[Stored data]
++++

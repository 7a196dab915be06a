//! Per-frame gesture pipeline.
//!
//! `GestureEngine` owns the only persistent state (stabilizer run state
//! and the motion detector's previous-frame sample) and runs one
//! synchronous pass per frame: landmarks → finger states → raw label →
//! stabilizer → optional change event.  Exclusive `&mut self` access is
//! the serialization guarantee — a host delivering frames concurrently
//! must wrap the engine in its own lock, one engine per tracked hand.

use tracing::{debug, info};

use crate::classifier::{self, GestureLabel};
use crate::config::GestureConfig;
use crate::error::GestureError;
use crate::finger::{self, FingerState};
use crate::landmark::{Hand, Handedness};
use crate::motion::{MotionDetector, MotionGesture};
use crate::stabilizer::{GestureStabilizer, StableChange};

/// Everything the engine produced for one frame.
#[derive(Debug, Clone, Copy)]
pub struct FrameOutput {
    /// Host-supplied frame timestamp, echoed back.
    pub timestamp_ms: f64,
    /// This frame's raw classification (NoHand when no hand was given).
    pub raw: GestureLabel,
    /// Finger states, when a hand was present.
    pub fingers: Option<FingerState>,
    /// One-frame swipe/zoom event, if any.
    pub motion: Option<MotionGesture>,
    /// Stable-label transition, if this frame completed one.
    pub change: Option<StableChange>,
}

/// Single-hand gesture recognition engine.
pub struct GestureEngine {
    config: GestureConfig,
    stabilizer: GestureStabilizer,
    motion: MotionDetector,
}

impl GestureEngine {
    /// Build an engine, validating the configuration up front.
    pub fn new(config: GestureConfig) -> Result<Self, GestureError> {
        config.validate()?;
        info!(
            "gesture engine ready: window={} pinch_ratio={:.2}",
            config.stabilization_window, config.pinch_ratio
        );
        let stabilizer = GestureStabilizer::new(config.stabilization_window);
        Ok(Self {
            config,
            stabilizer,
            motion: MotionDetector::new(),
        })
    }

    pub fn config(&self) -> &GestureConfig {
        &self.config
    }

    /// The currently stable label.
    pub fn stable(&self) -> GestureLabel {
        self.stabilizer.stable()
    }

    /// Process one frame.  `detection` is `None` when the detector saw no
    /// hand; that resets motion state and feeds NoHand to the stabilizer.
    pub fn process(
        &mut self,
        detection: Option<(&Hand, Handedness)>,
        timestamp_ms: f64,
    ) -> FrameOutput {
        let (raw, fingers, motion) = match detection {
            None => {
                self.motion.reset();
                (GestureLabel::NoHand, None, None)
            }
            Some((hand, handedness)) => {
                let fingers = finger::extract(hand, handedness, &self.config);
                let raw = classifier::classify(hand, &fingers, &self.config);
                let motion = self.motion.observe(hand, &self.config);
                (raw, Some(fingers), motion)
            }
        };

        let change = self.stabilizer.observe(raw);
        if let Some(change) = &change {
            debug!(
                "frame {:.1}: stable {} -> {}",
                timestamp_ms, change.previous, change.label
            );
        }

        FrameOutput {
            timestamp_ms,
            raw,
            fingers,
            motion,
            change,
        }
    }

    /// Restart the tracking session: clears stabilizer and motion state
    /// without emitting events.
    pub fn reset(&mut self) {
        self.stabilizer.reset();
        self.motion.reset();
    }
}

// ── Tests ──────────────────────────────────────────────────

++++

**What you have to do:**
All of the entries, from the first line to the last, should be duplicated exactly.

**Solution:**
repository 7a196dab915be06a
//! Per-frame gesture pipeline.
//!
//! `GestureEngine` owns the only persistent state (stabilizer run state
//! and the motion detector's previous-frame sample) and runs one
//! synchronous pass per frame: landmarks → finger states → raw label →
//! stabilizer → optional change event.  Exclusive `&mut self` access is
//! the serialization guarantee — a host delivering frames concurrently
//! must wrap the engine in its own lock, one engine per tracked hand.

use tracing::{debug, info};

use crate::classifier::{self, GestureLabel};
use crate::config::GestureConfig;
use crate::error::GestureError;
use crate::finger::{self, FingerState};
use crate::landmark::{Hand, Handedness};
use crate::motion::{MotionDetector, MotionGesture};
use crate::stabilizer::{GestureStabilizer, StableChange};

/// Everything the engine produced for one frame.
#[derive(Debug, Clone, Copy)]
pub struct FrameOutput {
    /// Host-supplied frame timestamp, echoed back.
    pub timestamp_ms: f64,
    /// This frame's raw classification (NoHand when no hand was given).
    pub raw: GestureLabel,
    /// Finger states, when a hand was present.
    pub fingers: Option<FingerState>,
    /// One-frame swipe/zoom event, if any.
    pub motion: Option<MotionGesture>,
    /// Stable-label transition, if this frame completed one.
    pub change: Option<StableChange>,
}

/// Single-hand gesture recognition engine.
pub struct GestureEngine {
    config: GestureConfig,
    stabilizer: GestureStabilizer,
    motion: MotionDetector,
}

impl GestureEngine {
    /// Build an engine, validating the configuration up front.
    pub fn new(config: GestureConfig) -> Result<Self, GestureError> {
        config.validate()?;
        info!(
            "gesture engine ready: window={} pinch_ratio={:.2}",
            config.stabilization_window, config.pinch_ratio
        );
        let stabilizer = GestureStabilizer::new(config.stabilization_window);
        Ok(Self {
            config,
            stabilizer,
            motion: MotionDetector::new(),
        })
    }

    pub fn config(&self) -> &GestureConfig {
        &self.config
    }

    /// The currently stable label.
    pub fn stable(&self) -> GestureLabel {
        self.stabilizer.stable()
    }

    /// Process one frame.  `detection` is `None` when the detector saw no
    /// hand; that resets motion state and feeds NoHand to the stabilizer.
    pub fn process(
        &mut self,
        detection: Option<(&Hand, Handedness)>,
        timestamp_ms: f64,
    ) -> FrameOutput {
        let (raw, fingers, motion) = match detection {
            None => {
                self.motion.reset();
                (GestureLabel::NoHand, None, None)
            }
            Some((hand, handedness)) => {
                let fingers = finger::extract(hand, handedness, &self.config);
                let raw = classifier::classify(hand, &fingers, &self.config);
                let motion = self.motion.observe(hand, &self.config);
                (raw, Some(fingers), motion)
            }
        };

        let change = self.stabilizer.observe(raw);
        if let Some(change) = &change {
            debug!(
                "frame {:.1}: stable {} -> {}",
                timestamp_ms, change.previous, change.label
            );
        }

        FrameOutput {
            timestamp_ms,
            raw,
            fingers,
            motion,
            change,
        }
    }

    /// Restart the tracking session: clears stabilizer and motion state
    /// without emitting events.
    pub fn reset(&mut self) {
        self.stabilizer.reset();
        self.motion.reset();
    }
}

// ── Tests ──────────────────────────────────────────────────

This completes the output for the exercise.